Gott brüllt also auf durch seinen Propheten Amos, es tut weh, wie Menschen untereinander die königliche Würde verletzen, wie sie einander Leid zufügen, damals und heute. Wir sind doch alle Abbilder Gottes.
Klugheit oder Schlauheit?
Das Evangelium führt diesen Gedanken im Gleichnis vom klugen Verwalter weiter. In Theresa v. Avilas Werk aus dem 16. Jhdt: "Wege der Vollkommenheit" findet sich folgender Satz: "Geld ist der Kot des Teufels, aber es ist ein wunderbarer Dünger." Das ist bereits Teil der Aussageabsicht des Gleichnisses vom klugen Verwalter (Lk.16,1-8). Der Verwalter bekommt keineswegs Lob für seine Unehrlichkeit, vielmehr wird uns gezeigt, dass Betrug, Bestechung gerade mit materiellen Dingen im kleinen Kreis beginnt und sich in Völkern und Staaten ausbreitet (siehe Buch Amos).

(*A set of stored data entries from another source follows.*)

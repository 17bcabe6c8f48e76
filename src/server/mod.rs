// Server module entry point
// Listener creation, accept loop and per-connection serving

pub mod connection;
pub mod listener;
pub mod signal;

use std::future::Future;
use std::sync::Arc;
use tokio::net::TcpListener;

use crate::config::AppState;
use crate::logger;

pub use listener::bind;
pub use signal::shutdown_signal;

/// Accept connections until `shutdown` resolves.
///
/// Connections are served with `spawn_local`, so this must run inside a
/// `tokio::task::LocalSet`. Accept errors are logged and the loop keeps going;
/// one failed request never stops the server.
pub async fn serve<F>(listener: TcpListener, state: Arc<AppState>, shutdown: F)
where
    F: Future<Output = ()>,
{
    tokio::pin!(shutdown);

    loop {
        tokio::select! {
            accept_result = listener.accept() => {
                match accept_result {
                    Ok((stream, peer_addr)) => {
                        connection::handle_connection(stream, peer_addr, Arc::clone(&state));
                    }
                    Err(e) => logger::log_error(&format!("Failed to accept connection: {e}")),
                }
            }

            () = &mut shutdown => {
                logger::log_shutdown();
                break;
            }
        }
    }
}
//! Request dispatch module
//!
//! Entry point for HTTP request processing: method gate, route dispatch and
//! access logging.

use crate::config::AppState;
use crate::handler::static_files;
use crate::http;
use crate::logger::{self, AccessLogEntry};
use crate::routing::Dispatch;
use http_body_util::Full;
use hyper::body::Bytes;
use hyper::header::{REFERER, USER_AGENT};
use hyper::{Method, Request, Response, Version};
use std::convert::Infallible;
use std::net::SocketAddr;
use std::sync::Arc;
use std::time::Instant;

/// Main entry point for HTTP request handling
///
/// Never fails: every outcome, including not found, becomes a response.
pub async fn handle_request<B>(
    req: Request<B>,
    state: Arc<AppState>,
    remote_addr: SocketAddr,
) -> Result<Response<Full<Bytes>>, Infallible> {
    let started = Instant::now();
    let path = req.uri().path();
    let is_head = req.method() == Method::HEAD;

    let response = if req.method() == Method::GET || is_head {
        respond(path, req.uri().query(), is_head, &state).await
    } else {
        // Only retrieval is served; anything else ends at the not-found handler
        logger::log_not_found(path);
        http::build_404_response()
    };

    if state.access_log() {
        let entry = access_entry(&req, remote_addr, &response, started);
        logger::log_access(&entry, &state.access_log_format);
    }

    Ok(response)
}

async fn respond(
    path: &str,
    query: Option<&str>,
    is_head: bool,
    state: &AppState,
) -> Response<Full<Bytes>> {
    match state.router.dispatch(path) {
        Dispatch::Found(file) => static_files::serve_file(&file, path, is_head).await,
        Dispatch::Redirect(target) => match query {
            Some(q) => http::build_redirect_response(&format!("{target}?{q}")),
            None => http::build_redirect_response(&target),
        },
        Dispatch::NotFound(path) => {
            logger::log_not_found(&path);
            http::build_404_response()
        }
    }
}

fn access_entry<B>(
    req: &Request<B>,
    remote_addr: SocketAddr,
    response: &Response<Full<Bytes>>,
    started: Instant,
) -> AccessLogEntry {
    let header = |name: hyper::header::HeaderName| {
        req.headers()
            .get(name)
            .and_then(|v| v.to_str().ok())
            .map(ToString::to_string)
    };

    let mut entry = AccessLogEntry::new(
        remote_addr.ip().to_string(),
        req.method().to_string(),
        req.uri().path().to_string(),
    );
    entry.query = req.uri().query().map(ToString::to_string);
    entry.http_version = version_label(req.version()).to_string();
    entry.status = response.status().as_u16();
    // HEAD advertises the file length but sends no body
    entry.body_bytes = if req.method() == Method::HEAD {
        0
    } else {
        response
            .headers()
            .get(hyper::header::CONTENT_LENGTH)
            .and_then(|v| v.to_str().ok())
            .and_then(|v| v.parse().ok())
            .unwrap_or(0)
    };
    entry.referer = header(REFERER);
    entry.user_agent = header(USER_AGENT);
    entry.request_time_us = u64::try_from(started.elapsed().as_micros()).unwrap_or(u64::MAX);
    entry
}

fn version_label(version: Version) -> &'static str {
    match version {
        Version::HTTP_09 => "0.9",
        Version::HTTP_10 => "1.0",
        Version::HTTP_2 => "2",
        Version::HTTP_3 => "3",
        _ => "1.1",
    }
}

#[cfg(test)]
mod tests {
    use super::*;
    use crate::config::{Config, Entry, RouteTable, Settings};
    use http_body_util::BodyExt;
    use hyper::header::{CONTENT_LENGTH, CONTENT_TYPE, LOCATION};
    use hyper::StatusCode;
    use std::fs;
    use std::path::Path;

    fn state(entries: &[(&str, &Path)]) -> Arc<AppState> {
        let routes = entries
            .iter()
            .map(|(location, path)| Entry::new(*location, *path))
            .collect();
        let config = Config {
            port: 0,
            index_files: vec!["index.html".to_string()],
            routes: RouteTable::new(routes),
            settings_file: None,
        };
        Arc::new(AppState::new(config, Settings::default()))
    }

    async fn send(state: &Arc<AppState>, method: Method, uri: &str) -> Response<Full<Bytes>> {
        let req = Request::builder().method(method).uri(uri).body(()).unwrap();
        handle_request(req, Arc::clone(state), "127.0.0.1:40000".parse().unwrap())
            .await
            .unwrap()
    }

    async fn body(response: Response<Full<Bytes>>) -> Bytes {
        response.into_body().collect().await.unwrap().to_bytes()
    }

    #[tokio::test]
    async fn test_serves_index_for_root() {
        let dir = tempfile::tempdir().unwrap();
        fs::write(dir.path().join("index.html"), "<h1>test</h1>").unwrap();
        let state = state(&[("/", dir.path())]);

        let response = send(&state, Method::GET, "/").await;
        assert_eq!(response.status(), StatusCode::OK);
        assert_eq!(response.headers()[CONTENT_TYPE], "text/html; charset=utf-8");
        assert_eq!(&body(response).await[..], b"<h1>test</h1>");
    }

    #[tokio::test]
    async fn test_not_found_is_empty_404() {
        let dir = tempfile::tempdir().unwrap();
        let state = state(&[("/", dir.path())]);

        let response = send(&state, Method::GET, "/notexist.txt").await;
        assert_eq!(response.status(), StatusCode::NOT_FOUND);
        assert!(body(response).await.is_empty());
    }

    #[tokio::test]
    async fn test_head_has_no_body() {
        let dir = tempfile::tempdir().unwrap();
        fs::write(dir.path().join("data.json"), "{\"ok\":true}").unwrap();
        let state = state(&[("/", dir.path())]);

        let response = send(&state, Method::HEAD, "/data.json").await;
        assert_eq!(response.status(), StatusCode::OK);
        assert_eq!(response.headers()[CONTENT_LENGTH], "11");
        assert!(body(response).await.is_empty());
    }

    #[tokio::test]
    async fn test_other_methods_are_not_found() {
        let dir = tempfile::tempdir().unwrap();
        fs::write(dir.path().join("data.json"), "{}").unwrap();
        let state = state(&[("/", dir.path())]);

        let response = send(&state, Method::POST, "/data.json").await;
        assert_eq!(response.status(), StatusCode::NOT_FOUND);
    }

    #[tokio::test]
    async fn test_fallthrough_between_directories() {
        let override_dir = tempfile::tempdir().unwrap();
        let fallback_dir = tempfile::tempdir().unwrap();
        fs::write(override_dir.path().join("a.json"), "override").unwrap();
        fs::write(fallback_dir.path().join("a.json"), "fallback").unwrap();
        fs::write(fallback_dir.path().join("b.json"), "fallback-b").unwrap();
        let state = state(&[("/api", override_dir.path()), ("/api", fallback_dir.path())]);

        assert_eq!(&body(send(&state, Method::GET, "/api/a.json").await).await[..], b"override");
        assert_eq!(&body(send(&state, Method::GET, "/api/b.json").await).await[..], b"fallback-b");
    }

    #[tokio::test]
    async fn test_directory_redirect_keeps_query() {
        let dir = tempfile::tempdir().unwrap();
        fs::create_dir(dir.path().join("docs")).unwrap();
        let state = state(&[("/", dir.path())]);

        let response = send(&state, Method::GET, "/docs?lang=ja").await;
        assert_eq!(response.status(), StatusCode::MOVED_PERMANENTLY);
        assert_eq!(response.headers()[LOCATION], "/docs/?lang=ja");
    }

    #[tokio::test]
    async fn test_redirect_location_stays_on_host() {
        let dir = tempfile::tempdir().unwrap();
        fs::create_dir(dir.path().join("evil.example")).unwrap();
        let state = state(&[("/", dir.path())]);

        let response = send(&state, Method::GET, "//evil.example").await;
        assert_eq!(response.status(), StatusCode::MOVED_PERMANENTLY);
        assert_eq!(response.headers()[LOCATION], "/evil.example/");
    }

    #[tokio::test]
    async fn test_access_entry_body_bytes() {
        let dir = tempfile::tempdir().unwrap();
        fs::write(dir.path().join("data.json"), "{\"ok\":true}").unwrap();
        let state = state(&[("/", dir.path())]);
        let remote: SocketAddr = "127.0.0.1:40000".parse().unwrap();

        for (method, expected) in [(Method::GET, 11), (Method::HEAD, 0)] {
            let req = Request::builder()
                .method(method.clone())
                .uri("/data.json")
                .body(())
                .unwrap();
            let response = send(&state, method, "/data.json").await;
            let entry = access_entry(&req, remote, &response, Instant::now());
            assert_eq!(entry.status, 200);
            assert_eq!(entry.body_bytes, expected);
        }
    }

    #[test]
    fn test_version_label() {
        assert_eq!(version_label(Version::HTTP_10), "1.0");
        assert_eq!(version_label(Version::HTTP_11), "1.1");
    }
}
//! Triage - explainable priority ranking for task lists
//!
//! Scores every task in a list and returns the list ordered from most to
//! least urgent, with a short explanation per task. Scoring looks at due
//! dates (in business days), importance, hour estimates, how many tasks each
//! one blocks, and flags circular dependencies.
//!
//! ```no_run
//! use chrono::NaiveDate;
//! use serde_json::json;
//!
//! let tasks = vec![
//!     json!({"id": 1, "title": "Fix login", "importance": 9, "due_date": "2025-01-16"}),
//!     json!({"id": 2, "title": "Update docs", "dependencies": [1]}),
//! ];
//! let today = NaiveDate::from_ymd_opt(2025, 1, 15).unwrap();
//! let ranked = triage_cli::analyze(&tasks, "smart", today).unwrap();
//! assert_eq!(ranked[0].record.id, triage_cli::TaskId::Int(1));
//! ```

pub mod domain;
pub mod storage;
pub mod cli;

pub use domain::{analyze, AnalyzeError, AnalyzedTask, Analyzer, Strategy, TaskId, TaskRecord};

Deshalb legt Jesus seinen Jüngern auch Klugheit ans Herz und stellt fest: "Die Kinder dieser Welt sind im Umgang mit ihresgleichen klüger als die Kinder des Lichts." (Lk. 16,8). Die Kinder des Lichts brauchen einen lebendigen Geist, sollen in entscheidenden Momenten nicht so abgehoben und realitätsfremd reagieren. Könnte da nicht manches davon auch für unsere heutige Kirchensituation gelten?

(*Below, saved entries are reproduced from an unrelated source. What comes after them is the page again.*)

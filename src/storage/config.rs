//! Configuration handling for triage
//!
//! Configuration is stored in `.triage/config.toml` (project) and
//! `~/.config/triage/config.toml` (global, platform dependent).
//!
//! ```toml
//! default_strategy = "smart"
//!
//! [smart]
//! urgency = 1.5
//! importance = 1.2
//! effort = 0.5
//! dependency = 2.0
//!
//! [matrix]
//! importance = 7
//! score = 50
//! ```

use std::fs;
use std::path::{Path, PathBuf};

use anyhow::{Context, Result};
use directories::ProjectDirs;
use serde::{Deserialize, Serialize};
use thiserror::Error;

use crate::cli::OutputFormat;
use crate::domain::{MatrixThresholds, SmartWeights, Strategy};

/// Name of the per-project directory
pub const PROJECT_DIR: &str = ".triage";

#[derive(Debug, Error)]
pub enum ConfigError {
    #[error("Failed to parse configuration: {0}")]
    Parse(String),
}

/// Project-level configuration
#[derive(Debug, Clone, Serialize, Deserialize, Default, PartialEq)]
#[serde(default)]
pub struct ProjectConfig {
    /// Strategy used when none is given on the command line or in the input
    #[serde(skip_serializing_if = "Option::is_none")]
    pub default_strategy: Option<Strategy>,

    /// Weights of the smart strategy
    pub smart: SmartWeights,

    /// Eisenhower matrix thresholds
    pub matrix: MatrixThresholds,
}

/// Global user configuration
#[derive(Debug, Clone, Serialize, Deserialize, Default, PartialEq)]
#[serde(default)]
pub struct GlobalConfig {
    /// Default output format (text or json)
    pub default_format: OutputFormat,

    /// Strategy used when the project does not set one
    pub default_strategy: Option<Strategy>,
}

/// Combined configuration (global + project)
#[derive(Debug, Clone, Default)]
pub struct Config {
    pub project: ProjectConfig,
    pub global: GlobalConfig,
    pub project_root: Option<PathBuf>,
}

impl Config {
    /// Loads configuration from default locations
    pub fn load() -> Result<Self> {
        let global = Self::load_global()?;
        let (project, project_root) = Self::load_project()?;

        Ok(Self {
            project,
            global,
            project_root,
        })
    }

    /// Loads configuration for a specific project
    pub fn for_project(project_root: &Path) -> Result<Self> {
        let global = Self::load_global()?;
        let project = Self::load_project_config(project_root)?;

        Ok(Self {
            project,
            global,
            project_root: Some(project_root.to_path_buf()),
        })
    }

    /// Resolves the strategy for a run
    ///
    /// Precedence: explicit name (flag or `TRIAGE_STRATEGY`), then the input
    /// envelope, then project config, then global config, then smart.
    pub fn strategy(&self, explicit: Option<&str>, from_input: Option<&str>) -> Strategy {
        explicit
            .or(from_input)
            .map(Strategy::from_name)
            .or(self.project.default_strategy)
            .or(self.global.default_strategy)
            .unwrap_or_default()
    }

    /// Returns the global config directory
    pub fn global_config_dir() -> Option<PathBuf> {
        ProjectDirs::from("dev", "triage", "triage-cli").map(|dirs| dirs.config_dir().to_path_buf())
    }

    /// Loads global configuration
    fn load_global() -> Result<GlobalConfig> {
        let config_dir = match Self::global_config_dir() {
            Some(dir) => dir,
            None => return Ok(GlobalConfig::default()),
        };

        let config_path = config_dir.join("config.toml");
        if !config_path.exists() {
            return Ok(GlobalConfig::default());
        }

        let content = fs::read_to_string(&config_path)
            .with_context(|| format!("Failed to read global config: {}", config_path.display()))?;

        toml::from_str(&content)
            .map_err(|e| ConfigError::Parse(e.to_string()))
            .context("Failed to parse global config")
    }

    /// Finds and loads project configuration
    fn load_project() -> Result<(ProjectConfig, Option<PathBuf>)> {
        match Self::find_project_root() {
            Some(root) => {
                let config = Self::load_project_config(&root)?;
                Ok((config, Some(root)))
            }
            None => Ok((ProjectConfig::default(), None)),
        }
    }

    /// Loads project configuration from a specific root
    fn load_project_config(project_root: &Path) -> Result<ProjectConfig> {
        let config_path = Self::project_config_path(project_root);

        if !config_path.exists() {
            return Ok(ProjectConfig::default());
        }

        let content = fs::read_to_string(&config_path)
            .with_context(|| format!("Failed to read project config: {}", config_path.display()))?;

        toml::from_str(&content)
            .map_err(|e| ConfigError::Parse(e.to_string()))
            .context("Failed to parse project config")
    }

    fn project_config_path(project_root: &Path) -> PathBuf {
        project_root.join(PROJECT_DIR).join("config.toml")
    }

    /// Finds the project root by looking for a `.triage/` directory
    pub fn find_project_root() -> Option<PathBuf> {
        let current = std::env::current_dir().ok()?;
        Self::find_project_root_from(&current)
    }

    /// Walks up from `start` looking for a `.triage/` directory
    pub fn find_project_root_from(start: &Path) -> Option<PathBuf> {
        start
            .ancestors()
            .find(|dir| dir.join(PROJECT_DIR).is_dir())
            .map(Path::to_path_buf)
    }

    /// Creates `.triage/config.toml` under `root` with default settings
    ///
    /// An existing config file is left untouched.
    pub fn init_project(root: &Path) -> Result<PathBuf> {
        let dir = root.join(PROJECT_DIR);
        fs::create_dir_all(&dir)
            .with_context(|| format!("Failed to create directory: {}", dir.display()))?;

        let config_path = Self::project_config_path(root);
        if !config_path.exists() {
            let defaults = ProjectConfig {
                default_strategy: Some(Strategy::Smart),
                ..ProjectConfig::default()
            };
            let content = toml::to_string_pretty(&defaults)
                .context("Failed to serialize project config")?;
            fs::write(&config_path, content).with_context(|| {
                format!("Failed to write project config: {}", config_path.display())
            })?;
        }

        Ok(config_path)
    }
}
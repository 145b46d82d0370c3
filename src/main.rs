//! Triage - explainable priority ranking for task lists

use std::process::ExitCode;

fn main() -> ExitCode {
    triage_cli::cli::run()
}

Der Verwalter ist klug, er zeigt sich geistig flexibel. Das bedeutet nach Konfuzius (um 551 v. Chr. - 479 v. Chr.), einem chinesischen Philosophen: "Der Mensch hat drei Wege klug zu handeln: Erstens durch Nachdenken: das ist der edelste. Zweitens durch Nachahmen: das ist der leichteste. Drittens durch Erfahrung: das ist der bitterste." - Welchen Weg wird wohl der Verwalter gegangen sein?
Gnade und Geld
Der Umgang mit Geld und Besitz ist für uns Menschen immer eine zwiespältige Angelegenheit. Nicht umsonst meint Theresa v. Avila, das Geld sei der Kot des Teufels, zunächst etwas Miserables, wenn aber daraus Dünger wird, geschieht viel Gutes. Es lassen sich dazu auch heute jede Menge Beispiele finden.

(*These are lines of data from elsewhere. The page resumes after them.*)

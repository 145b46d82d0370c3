//! Task analysis
//!
//! Wires the scoring pipeline together:
//!
//! 1. normalize raw records and build the id lookup
//! 2. flag circular dependencies (once per run)
//! 3. per task, in input order: urgency, downstream impact, strategy score
//! 4. stable sort by score, highest first
//!
//! Analysis is a pure function of the records, the strategy and the
//! reference date. No task is ever dropped.

use chrono::{Local, NaiveDate};
use serde_json::Value;
use thiserror::Error;

use super::graph::{DependencyGraph, ImpactIndex};
use super::strategy::{self, Factors, ScoreError, SmartWeights, Strategy};
use super::task::{normalize, AnalyzedTask, NormalizeError, TaskLookup, TaskRecord};
use super::urgency::urgency;

#[derive(Debug, Error, PartialEq)]
pub enum AnalyzeError {
    #[error(transparent)]
    Normalize(#[from] NormalizeError),

    #[error(transparent)]
    Score(#[from] ScoreError),
}

/// Configured analysis run
#[derive(Debug, Clone)]
pub struct Analyzer {
    strategy: Strategy,
    weights: SmartWeights,
    today: NaiveDate,
}

impl Analyzer {
    /// Creates an analyzer using today's local date as the reference date
    pub fn new(strategy: Strategy) -> Self {
        Self {
            strategy,
            weights: SmartWeights::default(),
            today: Local::now().date_naive(),
        }
    }

    /// Sets the reference date used for urgency
    pub fn with_reference_date(mut self, today: NaiveDate) -> Self {
        self.today = today;
        self
    }

    /// Sets the weights used by the smart strategy
    pub fn with_weights(mut self, weights: SmartWeights) -> Self {
        self.weights = weights;
        self
    }

    pub fn strategy(&self) -> Strategy {
        self.strategy
    }

    pub fn reference_date(&self) -> NaiveDate {
        self.today
    }

    /// Analyzes raw task records
    pub fn analyze(&self, tasks: &[Value]) -> Result<Vec<AnalyzedTask>, AnalyzeError> {
        let records = normalize(tasks)?;
        self.analyze_records(records)
    }

    /// Analyzes normalized records, returning them sorted by score
    pub fn analyze_records(
        &self,
        records: Vec<TaskRecord>,
    ) -> Result<Vec<AnalyzedTask>, AnalyzeError> {
        let lookup = TaskLookup::build(&records);
        let graph = DependencyGraph::from_records(&records, &lookup);
        let cyclic = graph.cyclic_ids();
        let impact = ImpactIndex::build(&records);

        tracing::debug!(
            tasks = records.len(),
            edges = graph.edge_count(),
            cyclic = cyclic.len(),
            strategy = %self.strategy,
            today = %self.today,
            "analyzing tasks"
        );

        let mut analyzed = Vec::with_capacity(records.len());
        for record in records {
            let factors = Factors {
                importance: record.importance(),
                hours: record.estimated_hours(),
                urgency: urgency(record.due_date.as_deref(), self.today),
                impact: impact.score(&record.id),
                cyclic: cyclic.contains(&record.id),
            };
            let scored = strategy::score(&record.id, &factors, self.strategy, &self.weights)?;

            tracing::trace!(
                id = %record.id,
                urgency = factors.urgency,
                impact = factors.impact,
                score = scored.score,
                "scored task"
            );

            analyzed.push(AnalyzedTask {
                record,
                urgency: factors.urgency,
                impact: factors.impact,
                cyclic: factors.cyclic,
                score: scored.score,
                explanation: scored.explanation,
            });
        }

        // Stable: equal scores keep input order
        analyzed.sort_by(|a, b| b.score.total_cmp(&a.score));
        Ok(analyzed)
    }
}

/// Analyzes `tasks` with a strategy name and an explicit reference date
///
/// Unrecognized strategy names score with the smart strategy.
pub fn analyze(
    tasks: &[Value],
    strategy: &str,
    today: NaiveDate,
) -> Result<Vec<AnalyzedTask>, AnalyzeError> {
    Analyzer::new(Strategy::from_name(strategy))
        .with_reference_date(today)
        .analyze(tasks)
}

#[cfg(test)]
mod tests {
    use super::*;
    use crate::domain::id::TaskId;
    use chrono::Duration;
    use proptest::prelude::{prop_assert, prop_assert_eq, prop_oneof, proptest, Just};
    use proptest::strategy::Strategy as PropStrategy;
    use serde_json::json;

    fn today() -> NaiveDate {
        NaiveDate::from_ymd_opt(2025, 1, 15).unwrap()
    }

    fn ymd(date: NaiveDate) -> String {
        date.format("%Y-%m-%d").to_string()
    }

    fn ids(results: &[AnalyzedTask]) -> Vec<TaskId> {
        results.iter().map(|t| t.id().clone()).collect()
    }

    #[test]
    fn high_importance_wins() {
        let due = ymd(today() + Duration::days(30));
        let tasks = vec![
            json!({"id": 1, "importance": 10, "due_date": due, "estimated_hours": 5, "dependencies": []}),
            json!({"id": 2, "importance": 1, "due_date": due, "estimated_hours": 5, "dependencies": []}),
        ];
        let results = analyze(&tasks, "smart", today()).unwrap();
        assert_eq!(results[0].id(), &TaskId::Int(1));
    }

    #[test]
    fn past_due_beats_far_future() {
        let tasks = vec![
            json!({"id": 1, "due_date": ymd(today() + Duration::days(5 * 365)), "estimated_hours": 5}),
            json!({"id": 2, "due_date": ymd(today() - Duration::days(5 * 365)), "estimated_hours": 5}),
        ];
        let results = analyze(&tasks, "", today()).unwrap();
        assert_eq!(results[0].id(), &TaskId::Int(2));
        assert!(results[0].score > 100.0);
    }

    #[test]
    fn circular_dependency_detection() {
        let tasks = vec![
            json!({"id": 1, "dependencies": [2]}),
            json!({"id": 2, "dependencies": [1]}),
        ];
        let results = analyze(&tasks, "smart", today()).unwrap();
        for task in &results {
            assert_eq!(task.score, -1.0);
            assert!(task.explanation.contains("circular dependency"));
            assert!(task.cyclic);
        }
    }

    #[test]
    fn due_today_is_urgency_80() {
        let tasks = vec![json!({"id": 1, "due_date": ymd(today()), "estimated_hours": 5})];
        let results = analyze(&tasks, "deadline", today()).unwrap();
        assert_eq!(results[0].urgency, 80);
        assert_eq!(results[0].score, 160.0);
    }

    #[test]
    fn missing_due_date_is_urgency_0() {
        let tasks = vec![json!({"id": 1, "title": "No date"})];
        let results = analyze(&tasks, "smart", today()).unwrap();
        assert_eq!(results[0].urgency, 0);
    }

    #[test]
    fn cycle_ancestors_score_minus_one() {
        let tasks = vec![
            json!({"id": "A", "dependencies": ["B"]}),
            json!({"id": "B", "dependencies": ["C"]}),
            json!({"id": "C", "dependencies": ["D"]}),
            json!({"id": "D", "dependencies": ["C"]}),
            json!({"id": "E"}),
        ];
        let results = analyze(&tasks, "impact", today()).unwrap();
        assert_eq!(results[0].id(), &TaskId::from("E"));
        for task in &results[1..] {
            assert_eq!(task.score, -1.0, "task {}", task.id());
        }
    }

    #[test]
    fn impact_feeds_smart_score() {
        let tasks = vec![
            json!({"id": "base"}),
            json!({"id": "x", "dependencies": ["base"]}),
            json!({"id": "y", "dependencies": ["base"]}),
        ];
        let results = analyze(&tasks, "smart", today()).unwrap();
        assert_eq!(results[0].id(), &TaskId::from("base"));
        assert_eq!(results[0].impact, 20);
        assert!(results[0].explanation.contains("blocks 2 other tasks"));
    }

    #[test]
    fn missing_ids_use_positions() {
        let tasks = vec![json!({"title": "first"}), json!({"title": "second", "dependencies": [0]})];
        let results = analyze(&tasks, "smart", today()).unwrap();
        let first = results.iter().find(|t| t.record.position == 0).unwrap();
        assert_eq!(first.impact, 10);
    }

    #[test]
    fn ties_keep_input_order() {
        let tasks: Vec<_> = (0..6).map(|i| json!({"id": i})).collect();
        let results = analyze(&tasks, "smart", today()).unwrap();
        assert_eq!(ids(&results), (0..6).map(TaskId::Int).collect::<Vec<_>>());
    }

    #[test]
    fn custom_weights_change_order() {
        let tasks = vec![
            json!({"id": "important", "importance": 10}),
            json!({"id": "urgent", "due_date": ymd(today())}),
        ];
        let analyzer = Analyzer::new(Strategy::Smart)
            .with_reference_date(today())
            .with_weights(SmartWeights {
                urgency: 5.0,
                ..SmartWeights::default()
            });
        let results = analyzer.analyze(&tasks).unwrap();
        assert_eq!(results[0].id(), &TaskId::from("urgent"));
    }

    #[test]
    fn structural_errors_fail_the_run() {
        let analyzer = Analyzer::new(Strategy::Smart).with_reference_date(today());
        assert_eq!(
            analyzer.analyze(&[json!({"id": 1}), json!(42)]),
            Err(AnalyzeError::Normalize(NormalizeError::NotAMapping(1)))
        );
    }

    #[test]
    fn empty_input() {
        assert!(analyze(&[], "smart", today()).unwrap().is_empty());
    }

    #[test]
    fn zero_denominator_fails_fastest_only() {
        let tasks = vec![json!({"id": 1, "estimated_hours": -1})];
        assert!(matches!(
            analyze(&tasks, "fastest", today()),
            Err(AnalyzeError::Score(_))
        ));
        assert!(analyze(&tasks, "smart", today()).is_ok());
    }

    #[test]
    fn half_way_scores_round_to_even() {
        // 100 / 32 = 3.125
        let tasks = vec![json!({"id": 1, "estimated_hours": 31})];
        let results = analyze(&tasks, "fastest", today()).unwrap();
        assert_eq!(results[0].score, 3.12);
    }

    #[test]
    fn rounded_ties_keep_input_order() {
        // 100 / 32 rounds down to 3.12, level with 3.12 from the first task
        let tasks = vec![
            json!({"id": "a", "estimated_hours": 31.05}),
            json!({"id": "b", "estimated_hours": 31}),
        ];
        let results = analyze(&tasks, "fastest", today()).unwrap();
        assert_eq!(results[0].score, results[1].score);
        assert_eq!(ids(&results), vec![TaskId::from("a"), TaskId::from("b")]);
    }

    fn arb_task(count: usize) -> impl PropStrategy<Value = Value> {
        (
            0..count as i64,
            proptest::option::of(0.0..10.0f64),
            proptest::option::of(0.0..40.0f64),
            proptest::option::of(-60i64..400),
            proptest::collection::vec(0..count as i64 + 2, 0..3),
        )
            .prop_map(|(id, importance, hours, offset, deps)| {
                let mut task = json!({"id": id, "dependencies": deps});
                if let Some(i) = importance {
                    task["importance"] = json!(i);
                }
                if let Some(h) = hours {
                    task["estimated_hours"] = json!(h);
                }
                if let Some(days) = offset {
                    task["due_date"] = json!(ymd(today() + Duration::days(days)));
                }
                task
            })
    }

    fn arb_tasks() -> impl PropStrategy<Value = Vec<Value>> {
        proptest::collection::vec(arb_task(12), 0..12)
    }

    fn arb_strategy() -> impl PropStrategy<Value = &'static str> {
        prop_oneof![
            Just("smart"),
            Just("fastest"),
            Just("impact"),
            Just("deadline"),
            Just("unknown"),
        ]
    }

    proptest! {
        #[test]
        fn analysis_is_deterministic(tasks in arb_tasks(), strategy in arb_strategy()) {
            let first = analyze(&tasks, strategy, today()).unwrap();
            let second = analyze(&tasks, strategy, today()).unwrap();
            prop_assert_eq!(first, second);
        }

        #[test]
        fn no_task_is_dropped(tasks in arb_tasks(), strategy in arb_strategy()) {
            let results = analyze(&tasks, strategy, today()).unwrap();
            prop_assert_eq!(results.len(), tasks.len());
        }

        #[test]
        fn output_is_sorted_and_stable(tasks in arb_tasks(), strategy in arb_strategy()) {
            let results = analyze(&tasks, strategy, today()).unwrap();
            for pair in results.windows(2) {
                prop_assert!(pair[0].score >= pair[1].score);
                if pair[0].score == pair[1].score {
                    prop_assert!(pair[0].record.position < pair[1].record.position);
                }
            }
        }

        #[test]
        fn cyclic_tasks_score_minus_one(tasks in arb_tasks(), strategy in arb_strategy()) {
            for task in analyze(&tasks, strategy, today()).unwrap() {
                if task.cyclic {
                    prop_assert_eq!(task.score, -1.0);
                    prop_assert!(task.explanation.contains("circular dependency"));
                }
            }
        }

        #[test]
        fn overdue_tasks_dominate(days in 1i64..2000, importance in 0.0..10.0f64, hours in 0.0..40.0f64) {
            let tasks = vec![json!({
                "id": 1,
                "importance": importance,
                "estimated_hours": hours,
                "due_date": ymd(today() - Duration::days(days)),
            })];
            for strategy in ["deadline", "smart"] {
                let results = analyze(&tasks, strategy, today()).unwrap();
                prop_assert!(results[0].urgency >= 102);
                prop_assert!(results[0].score >= 102.0);
            }
        }

        #[test]
        fn importance_is_monotonic_under_impact(low in 0.0..10.0f64, delta in 0.01..10.0f64) {
            let tasks = vec![
                json!({"id": "low", "importance": low}),
                json!({"id": "high", "importance": low + delta}),
            ];
            let results = analyze(&tasks, "impact", today()).unwrap();
            prop_assert_eq!(results[0].id(), &TaskId::from("high"));
            prop_assert!(results[0].score > results[1].score);
        }
    }
}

Wer ist also nun wirklich arm oder reich? Immanuel Kant (1724-1804, deutscher Philosoph) sagt: "Reich ist man nicht durch das, was man besitzt, sondern mehr noch durch das, was man mit Würde zu entbehren weiß. Es könnte sein, dass die Menschheit reicher wird, indem sie ärmer wird, dass sie gewinnt, indem sie verliert."
Gnade und Geld als Heilszeichen der Kirche. Ohne Gnade nützt das Geld nichts, die Gnade kann der Mensch durch Geld sichtbar machen.